Un nouveau traitement qui modifie génétiquement le système immunitaire du patient pour lui permettre de devenir un « tueur de cancer ».
Le Centre Henri Becquerel et le CHU de Rouen font partie, depuis quelques mois, des rares établissements de France autorisés à utiliser le traitement par CAR-T cells. Celui-ci constitue une avancée majeure dans la prise en charge des lymphomes et leucémies réfractaires aux traitements conventionnels.
Qu’est-ce que le traitement CAR-T cells ?
Le traitement par CAR-T cells (ou cellules CAR-T) constituent une nouvelle forme d’immunothérapie très innovante.
Le principe repose sur la modification génétique en laboratoire du système immunitaire du patient, en introduisant un gène dans ses Lymphocytes T, ce qui leur confère trois compétences :
1. RECONNAITRE les cellules cancéreuses
2. S’ACTIVER contre ces mêmes cellules cancéreuses
3. DETRUIRE efficacement les cellules cancéreuses
Ce traitement est totalement PERSONNALISE. Les CAR-T cells sont produites à partir des lymphocytes T du patient et sont EXCLUSIVEMENT utilisées pour ce patient. Etant donné que ce sont ses propres cellules que l’on lui réinjecte, elles sont donc reconnues et acceptées par son organisme.
Indications au Centre Henri Becquerel
Pour quelles pathologies ?
Les indications pour les 1ers patients ne concernaient que certains types de lymphomes et leucémies et ont été élargies aux lymphomes folliculaires, aux lymphomes à cellules du manteau en 3eme ligne, aux lymphomes diffus à grandes cellules dès la première rechute. Des données scientifiques ont montré la supériorité de cette procédure face à l’autogreffe dans les lymphomes diffus à grandes cellules. D’autres indications notamment dans le myélome seront probablement mis en place dans les mois à venir.
Pour quels patients ?
Ce traitement s’adresse à des patients adultes qui ont déjà reçu au moins deux traitements préalables, chez qui la maladie a récidivé ou n’a pas évolué favorablement. De plus, la possibilité pour un malade de recevoir ce traitement dépend aussi de son état de santé, il faut s’assurer qu’il aura la capacité de supporter ce traitement très lourd. Il permet la guérison dans un nombre de cas significatif (30 à 40% pour les lymphomes) chez des patients résistants à tous les traitements conventionnels.

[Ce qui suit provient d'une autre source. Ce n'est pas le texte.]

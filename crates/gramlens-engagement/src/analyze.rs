//! Ranking, per-account baselines, and outlier classification.

use std::collections::HashMap;

use gramlens_core::CanonicalPost;

use crate::types::{AccountMean, AnalyzedPost, EngagementReport};

/// A post is an outlier when its likes strictly exceed the account mean
/// times this multiplier.
pub const OUTLIER_MULTIPLIER: f64 = 1.5;

/// Analyzes a batch of canonical posts.
///
/// Posts are ranked by like count, descending, with a stable sort so ties
/// keep their arrival order. Baselines are computed per account over the
/// full batch before any post is classified: a post's outlier flag depends
/// on every other post of its account, including ones that arrived later.
/// Accounts are grouped by the literal handle, case-sensitively.
///
/// A single-post account can never be an outlier, since its likes equal its
/// own mean. Empty input produces an empty report.
#[must_use]
pub fn analyze(mut posts: Vec<CanonicalPost>) -> EngagementReport {
    posts.sort_by(|a, b| b.like_count.cmp(&a.like_count));

    // Sums accumulate in u128: per-post counts are arbitrary u64, so a u64
    // group total could wrap.
    let mut sums: HashMap<String, (u128, usize)> = HashMap::new();
    for post in &posts {
        let entry = sums.entry(post.account.clone()).or_insert((0, 0));
        entry.0 += u128::from(post.like_count);
        entry.1 += 1;
    }

    let mut account_means: Vec<AccountMean> = sums
        .into_iter()
        .map(|(account, (likes, count))| {
            #[allow(clippy::cast_precision_loss)]
            let mean_likes = likes as f64 / count as f64;
            AccountMean {
                account,
                mean_likes,
                post_count: count,
            }
        })
        .collect();
    account_means.sort_by(|a, b| a.account.cmp(&b.account));

    let mean_by_account: HashMap<String, f64> = account_means
        .iter()
        .map(|m| (m.account.clone(), m.mean_likes))
        .collect();

    let analyzed = posts
        .into_iter()
        .map(|post| {
            let group_mean_likes = mean_by_account
                .get(post.account.as_str())
                .copied()
                .unwrap_or(0.0);
            #[allow(clippy::cast_precision_loss)]
            let likes = post.like_count as f64;
            let is_outlier = likes > group_mean_likes * OUTLIER_MULTIPLIER;
            AnalyzedPost {
                post,
                group_mean_likes,
                is_outlier,
            }
        })
        .collect();

    EngagementReport {
        posts: analyzed,
        account_means,
    }
}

D’autres stratégies basées sur l’utilisations d’anticorps de nouvelles générations (anticorps dits « bispécifiques ») sont également des traitements très prometteurs et viendront compléter l’arsenal thérapeutique, notamment en cas de rechute après CAR-T cells, mais pourraient aussi à terme venir concurrencer cette thérapie.
Situation en septembre 2022
Le premier patient a été traité au Centre Henri Becquerel le 14 novembre 2021.

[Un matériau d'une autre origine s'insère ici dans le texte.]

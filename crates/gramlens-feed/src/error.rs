use thiserror::Error;

/// Errors returned by the private-feed client.
#[derive(Debug, Error)]
pub enum FeedError {
    /// Network or TLS failure from the underlying HTTP client.
    #[error("HTTP error: {0}")]
    Http(#[from] reqwest::Error),

    /// The login endpoint rejected the credentials or returned no session.
    #[error("login failed for {username}: {reason}")]
    Login { username: String, reason: String },

    /// The response body could not be deserialized into the expected type.
    #[error("JSON deserialization error for {context}: {source}")]
    Deserialize {
        context: String,
        #[source]
        source: serde_json::Error,
    },

    /// The queried handle does not resolve to an account.
    #[error("unknown account: {handle}")]
    UnknownAccount { handle: String },

    /// HTTP 429 from the feed API.
    #[error("rate limited by the feed API (retry after {retry_after_secs}s)")]
    RateLimited { retry_after_secs: u64 },

    /// Any other non-2xx status.
    #[error("unexpected HTTP status {status} from {url}")]
    UnexpectedStatus { status: u16, url: String },

    /// A raw record is missing a field without which no post can be built.
    #[error("malformed record {media_id}: {reason}")]
    MalformedRecord { media_id: String, reason: String },

    /// The cursor loop exceeded the page cap without exhausting the feed.
    #[error("pagination limit reached for {handle}: exceeded {max_pages} pages")]
    PaginationLimit { handle: String, max_pages: usize },

    /// The configured base URL does not parse.
    #[error("invalid base URL \"{url}\": {reason}")]
    InvalidBaseUrl { url: String, reason: String },
}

Depuis, près de 20 patients ont reçu un traitement par CAR-T cells et sont suivis de manière rapprochée en Hôpital de Jour après leur traitement.
Toute une équipe mobilisée
Compte tenu de sa complexité, ce traitement implique la mise en coordination de nombreux professionnels : médecins hématologues, neurologues, immunologistes, réanimateurs, pharmaciens, infirmière de coordination et une équipe paramédicale expérimentée. Il implique la synergie des acteurs répartis sur 3 sites distincts : le Centre Henri Becquerel, le CHU de Rouen et l’EFS. Chaque semaine une Réunion de Concertation Pluridisciplinaire est organisée pour l’identification et le suivi des patients.
Le traitement, délivré sous forme d’une perfusion unique, est réalisé en unité de soins intensif d’hématologie et peut se compliquer de manifestations sévères comme de la fièvre ou des signes neurologiques conduisant parfois à un transfert en réanimation.
Un long parcours d’accréditation
Au-delà de la question du coût qui est très important, cela explique que ce traitement ne puisse être pratiqué que dans certains établissements, dits centres QUALIFIES, qui disposent d’équipes formées et des équipements nécessaires.
La mise en œuvre de cette activité de pointe a nécessité un long processus. Le Centre Henri Becquerel a tout d’abord dû être accrédité auprès des deux laboratoires pharmaceutiques en capacité de produire des CAR-T cells, puis il a fallu faire évoluer le cadre réglementaire spécifiquement pour notre établissement.
Nous avons obtenu l’autorisation de réaliser ce traitement en raison de notre expérience déjà bien établie depuis plus de 30 ans dans la greffe de moelle osseuse.
Une réussite qui aurait été impossible sans le soutien actif auprès du Ministère de la Santé, de l’ARS Normandie, du CHU de Rouen, de la Fédération des Centres de Lutte Contre le Cancer (UNICANCER) et de plusieurs associations de patients telles que France lymphome espoir (à présent ELLYE) et la Ligue contre le Cancer 76.